Diagnosis of malaria
The symptoms of malaria vary in intensity and number according to individual circumstances. They can also be confused with other diseases or viral infections, including sepsis, gastroenteritis, and various fevers. If you are consulting a doctor in a region where malaria is endemic, the health professionals may have a high level of practical experience and local knowledge to help with the diagnosis. Even so, the only reliable way to confirm a diagnosis of malaria is with a blood test. This may also be used to identify the particular type of malarial parasite that has caused your illness. Doctors will need to know whether you are suffering from a simple (uncomplicated) form of malaria, or a severe (complicated) form of the disease. Severe or complicated malaria is a medical emergency that requires hospitalisation and specialist treatment. Simple malaria can usually be treated at home with prescription medications.
If you have visited a malarial location during the previous year and you develop a recurring fever that alternates between chills and hot sweats, or you have unexplained flu- like symptoms with muscle pains and bad headaches, you should immediately alert your doctor to your travel history.
How to prevent malaria
There are two combined strategies for preventing malaria. The first is to take a preventative medication such as Doxycycline or Malarone. The second strategy is to limit your exposure to mosquitoes and prevent bites.
Preventative medicine for malaria (Chemoprophylaxis)
Preventative medicines for malaria work on the assumption that you will be bitten by infected mosquitoes and that malarial parasites will enter your bloodstream. The active ingredients in the medications can either disrupt or suppress parasites, or do both simultaneously.
- Disruptive prophylaxis involves preventing the malarial parasites from bonding to your red blood cells.
- Suppressive prophylaxis like chloroquine, proguanil, mefloquine, and doxycycline work to kill the parasites after they have passed through your liver.
- Causal prophylaxis like Malarone and primaquine use a combined effect to kill malarial parasites.
If you are prescribed either Doxycycline or Malarone, your online GP will give you precise advice about how to take the medication. This will include how many days before your trip you need to begin preventative treatment and how long you must continue to take the medication after you return.
Prevention of malaria
There are two combined strategies for preventing malaria. The first is to take preventative medication such as Doxycycline or Malarone. The second strategy is to limit your exposure to mosquitoes and prevent bites.
Avoiding mosquito bites
You can actively limit your risk of contracting malaria by avoiding mosquitoes and taking steps to prevent bites.

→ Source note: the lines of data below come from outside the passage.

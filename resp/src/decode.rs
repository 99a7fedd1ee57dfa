use std::{
	collections::{HashMap, HashSet},
	hash::Hash,
	time::{Duration, SystemTime, UNIX_EPOCH},
};

use bytes::Bytes;

use crate::{
	error::{Error, Result},
	Key, Kind, Token,
};

/// A type that can be reconstructed from a single reply [Token].
///
/// Conversions are strict: numeric and boolean targets require their exact
/// wire kind, while the byte-bearing kinds (simple, blob, verbatim, big
/// number) are interchangeable sources for byte and string targets. The
/// error kind satisfies no target, so converting an error reply always
/// fails — detect it first with [Token::is_error].
pub trait FromToken: Sized {
	fn from_token(token: Token) -> Result<Self>;
}

/// Convert a reply token into `T`.
pub fn from_token<T: FromToken>(token: Token) -> Result<T> {
	T::from_token(token)
}

impl FromToken for Bytes {
	fn from_token(token: Token) -> Result<Self> {
		match token {
			Token::Simple(str) => Ok(str.into_bytes().into()),
			Token::Blob(bytes) | Token::Verbatim(bytes) | Token::BigNumber(bytes) => Ok(bytes),
			other => Err(Error::unexpected(Kind::Blob, other)),
		}
	}
}

impl FromToken for Vec<u8> {
	fn from_token(token: Token) -> Result<Self> {
		Bytes::from_token(token).map(|bytes| bytes.to_vec())
	}
}

impl FromToken for String {
	fn from_token(token: Token) -> Result<Self> {
		match token {
			Token::Simple(str) => Ok(str),
			Token::Blob(bytes) | Token::Verbatim(bytes) | Token::BigNumber(bytes) => {
				String::from_utf8(bytes.to_vec())
					.map_err(|err| Error::unexpected(Kind::Simple, Token::Blob(err.into_bytes().into())))
			}
			other => Err(Error::unexpected(Kind::Simple, other)),
		}
	}
}

impl FromToken for Key {
	fn from_token(token: Token) -> Result<Self> {
		Bytes::from_token(token).map(Key)
	}
}

/// Decoded from any byte-bearing kind carrying decimal seconds since the
/// Unix epoch, fractional allowed — the same text the
/// [Encode](crate::Encode) impl for [SystemTime] produces.
impl FromToken for SystemTime {
	fn from_token(token: Token) -> Result<Self> {
		let bytes = Bytes::from_token(token)?;
		let seconds = std::str::from_utf8(&bytes)
			.ok()
			.and_then(|str| str.parse::<f64>().ok())
			.filter(|secs| secs.is_finite() && *secs >= 0.0);

		match seconds {
			Some(secs) => Ok(UNIX_EPOCH + Duration::from_secs_f64(secs)),
			None => Err(Error::unexpected(Kind::Blob, Token::Blob(bytes))),
		}
	}
}

impl FromToken for i64 {
	fn from_token(token: Token) -> Result<Self> {
		match token {
			Token::Integer(int) => Ok(int),
			other => Err(Error::unexpected(Kind::Integer, other)),
		}
	}
}

impl FromToken for f64 {
	fn from_token(token: Token) -> Result<Self> {
		match token {
			Token::Double(double) => Ok(double),
			other => Err(Error::unexpected(Kind::Double, other)),
		}
	}
}

impl FromToken for bool {
	fn from_token(token: Token) -> Result<Self> {
		match token {
			Token::Boolean(bool) => Ok(bool),
			other => Err(Error::unexpected(Kind::Boolean, other)),
		}
	}
}

impl FromToken for () {
	fn from_token(token: Token) -> Result<Self> {
		match token {
			Token::Null => Ok(()),
			other => Err(Error::unexpected(Kind::Null, other)),
		}
	}
}

impl<T: FromToken> FromToken for Option<T> {
	fn from_token(token: Token) -> Result<Self> {
		match token {
			Token::Null => Ok(None),
			other => T::from_token(other).map(Some),
		}
	}
}

impl<T: FromToken> FromToken for Vec<T> {
	fn from_token(token: Token) -> Result<Self> {
		match token {
			Token::Array(items) | Token::Push(items) => {
				items.into_iter().map(T::from_token).collect()
			}
			other => Err(Error::unexpected(Kind::Array, other)),
		}
	}
}

impl<T: FromToken + Eq + Hash> FromToken for HashSet<T> {
	fn from_token(token: Token) -> Result<Self> {
		match token {
			Token::Set(items) => items.into_iter().map(T::from_token).collect(),
			other => Err(Error::unexpected(Kind::Set, other)),
		}
	}
}

impl<K, V> FromToken for HashMap<K, V>
where
	K: FromToken + Eq + Hash,
	V: FromToken,
{
	fn from_token(token: Token) -> Result<Self> {
		match token {
			Token::Map(entries) | Token::Attribute(entries) => {
				let mut map = HashMap::with_capacity(entries.len());
				// inserted in wire order: a repeated key keeps its last value
				for (key, value) in entries {
					map.insert(K::from_token(key)?, V::from_token(value)?);
				}

				Ok(map)
			}
			other => Err(Error::unexpected(Kind::Map, other)),
		}
	}
}
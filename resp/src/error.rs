use thiserror::Error;

use crate::{Kind, Token};

/// An error that can occur when converting a [Token] into a typed value.
#[derive(Debug, Error, Clone, PartialEq)]
#[error("expected {expected:?} but got {found:?}")]
pub struct Error {
	/// The token kind the target type required.
	pub expected: Kind,
	/// The token which was found.
	pub found: Token,
}

impl Error {
	pub fn unexpected(expected: Kind, found: Token) -> Self {
		Self { expected, found }
	}
}

pub type Result<T, E = Error> = std::result::Result<T, E>;
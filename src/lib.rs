//! A pipelined RESP3 client core.
//!
//! Commands are framed with [resp::Command], sent over a [Connection] whose
//! transport hands back already-decoded reply [Token](resp::Token)s, and
//! converted into typed values with [resp::from_token]. Replies correlate
//! with commands by arrival order alone — RESP carries no request IDs.

/// Outbound framing for transport integration.
pub mod codec;
/// Items for talking to the server over an established transport.
pub mod connection;
/// Client errors.
pub mod error;
/// PubSub message model.
pub mod pubsub;

pub use connection::Connection;
pub use error::{Error, Result};
pub use redwire_resp as resp;
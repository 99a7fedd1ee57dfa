use std::time::{SystemTime, UNIX_EPOCH};

use bytes::{BufMut, Bytes, BytesMut};

/// A value that can append itself to a command buffer as zero or more
/// top-level RESP arguments.
///
/// Encoding is total over the types implemented here: it never fails, it only
/// writes bytes. The returned element count feeds the array header of
/// [Command::build](crate::Command::build) and must equal the number of
/// top-level elements actually written — wrappers like [Flag] and [Labeled]
/// contribute 0 when they write nothing.
pub trait Encode {
	/// Write this value into `dst`, returning the number of top-level
	/// elements contributed.
	fn encode(&self, dst: &mut BytesMut) -> usize;
}

/// Write one bulk string: `$<len>\r\n<bytes>\r\n`.
pub(crate) fn put_bulk(dst: &mut BytesMut, bytes: &[u8]) {
	dst.put_u8(b'$');
	dst.put_slice(bytes.len().to_string().as_bytes());
	dst.put_slice(b"\r\n");
	dst.put_slice(bytes);
	dst.put_slice(b"\r\n");
}

impl<T: Encode + ?Sized> Encode for &T {
	fn encode(&self, dst: &mut BytesMut) -> usize {
		(**self).encode(dst)
	}
}

impl Encode for str {
	fn encode(&self, dst: &mut BytesMut) -> usize {
		put_bulk(dst, self.as_bytes());
		1
	}
}

impl Encode for String {
	fn encode(&self, dst: &mut BytesMut) -> usize {
		self.as_str().encode(dst)
	}
}

impl Encode for [u8] {
	fn encode(&self, dst: &mut BytesMut) -> usize {
		put_bulk(dst, self);
		1
	}
}

impl<const N: usize> Encode for [u8; N] {
	fn encode(&self, dst: &mut BytesMut) -> usize {
		put_bulk(dst, self);
		1
	}
}

impl Encode for Vec<u8> {
	fn encode(&self, dst: &mut BytesMut) -> usize {
		put_bulk(dst, self);
		1
	}
}

impl Encode for Bytes {
	fn encode(&self, dst: &mut BytesMut) -> usize {
		put_bulk(dst, self);
		1
	}
}

macro_rules! encode_int {
	($($ty:ty),+) => {
		$(impl Encode for $ty {
			fn encode(&self, dst: &mut BytesMut) -> usize {
				put_bulk(dst, self.to_string().as_bytes());
				1
			}
		})+
	};
}

encode_int!(i32, i64, isize, u32, u64, usize);

impl Encode for f64 {
	fn encode(&self, dst: &mut BytesMut) -> usize {
		put_bulk(dst, self.to_string().as_bytes());
		1
	}
}

/// Encoded as seconds since the Unix epoch, fractional when the time is not
/// on a whole second. Times before the epoch clamp to 0.
impl Encode for SystemTime {
	fn encode(&self, dst: &mut BytesMut) -> usize {
		let elapsed = self.duration_since(UNIX_EPOCH).unwrap_or_default();
		if elapsed.subsec_nanos() == 0 {
			put_bulk(dst, elapsed.as_secs().to_string().as_bytes());
		} else {
			put_bulk(dst, elapsed.as_secs_f64().to_string().as_bytes());
		}

		1
	}
}

/// A Redis key. Encodes as a single bulk string, like any other byte
/// argument; the newtype keeps key positions visible at call sites.
#[derive(Debug, Clone, PartialEq, Eq)]
pub struct Key(pub Bytes);

impl Encode for Key {
	fn encode(&self, dst: &mut BytesMut) -> usize {
		put_bulk(dst, &self.0);
		1
	}
}

impl From<&str> for Key {
	fn from(str: &str) -> Self {
		Self(Bytes::copy_from_slice(str.as_bytes()))
	}
}

impl From<String> for Key {
	fn from(str: String) -> Self {
		Self(str.into_bytes().into())
	}
}

impl From<Bytes> for Key {
	fn from(bytes: Bytes) -> Self {
		Self(bytes)
	}
}

/// A pure flag argument like `NX` or `REPLACE`: emits its keyword when
/// enabled, otherwise nothing at all.
#[derive(Debug, Clone, Copy)]
pub struct Flag(pub &'static str, pub bool);

impl Encode for Flag {
	fn encode(&self, dst: &mut BytesMut) -> usize {
		if self.1 {
			put_bulk(dst, self.0.as_bytes());
			1
		} else {
			0
		}
	}
}

/// An optional argument introduced by a label, like `EX <seconds>` or
/// `MATCH <pattern>`.
///
/// When the value is absent nothing is written. When the value is present but
/// itself encodes to zero elements (an empty [List], a nested `None`), the
/// label is rolled back too: a label must never reach the wire with no
/// following argument.
#[derive(Debug, Clone)]
pub struct Labeled<T>(pub &'static str, pub Option<T>);

impl<T: Encode> Encode for Labeled<T> {
	fn encode(&self, dst: &mut BytesMut) -> usize {
		let value = match &self.1 {
			None => return 0,
			Some(value) => value,
		};

		let mark = dst.len();
		put_bulk(dst, self.0.as_bytes());

		match value.encode(dst) {
			0 => {
				dst.truncate(mark);
				0
			}
			n => n + 1,
		}
	}
}

impl<T: Encode> Encode for Option<T> {
	fn encode(&self, dst: &mut BytesMut) -> usize {
		match self {
			None => 0,
			Some(value) => value.encode(dst),
		}
	}
}

/// A count-prefixed argument list: emits its own length as one argument,
/// then each element in order. Used by commands whose grammar declares the
/// number of following values, e.g. `numkeys` in EVAL.
#[derive(Debug, Clone)]
pub struct Counted<T>(pub Vec<T>);

impl<T: Encode> Encode for Counted<T> {
	fn encode(&self, dst: &mut BytesMut) -> usize {
		put_bulk(dst, self.0.len().to_string().as_bytes());

		let mut count = 1;
		for element in &self.0 {
			count += element.encode(dst);
		}

		count
	}
}

/// A flat argument list: each element spliced in iteration order, no length
/// prefix. An empty list contributes nothing — it is not the same as a
/// single empty string.
#[derive(Debug, Clone)]
pub struct List<T>(pub Vec<T>);

impl<T: Encode> Encode for List<T> {
	fn encode(&self, dst: &mut BytesMut) -> usize {
		self.0.iter().map(|element| element.encode(dst)).sum()
	}
}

- Wear light coloured clothing that covers your body, especially in the evening.
- Use mosquito repellents on clothes and exposed skin
- Use a protective head net if you are in an area with a lot of mosquitoes.
- Try to stay in accommodation that has protective screens on doors and windows.
- Sleep under full mosquito netting
- Use residual sprays
- If you are sitting in one place, try to use fans or other means to create a disruptive airflow.
Consistently taking these simple precautions will reduce your chances of being bitten by infected mosquitoes.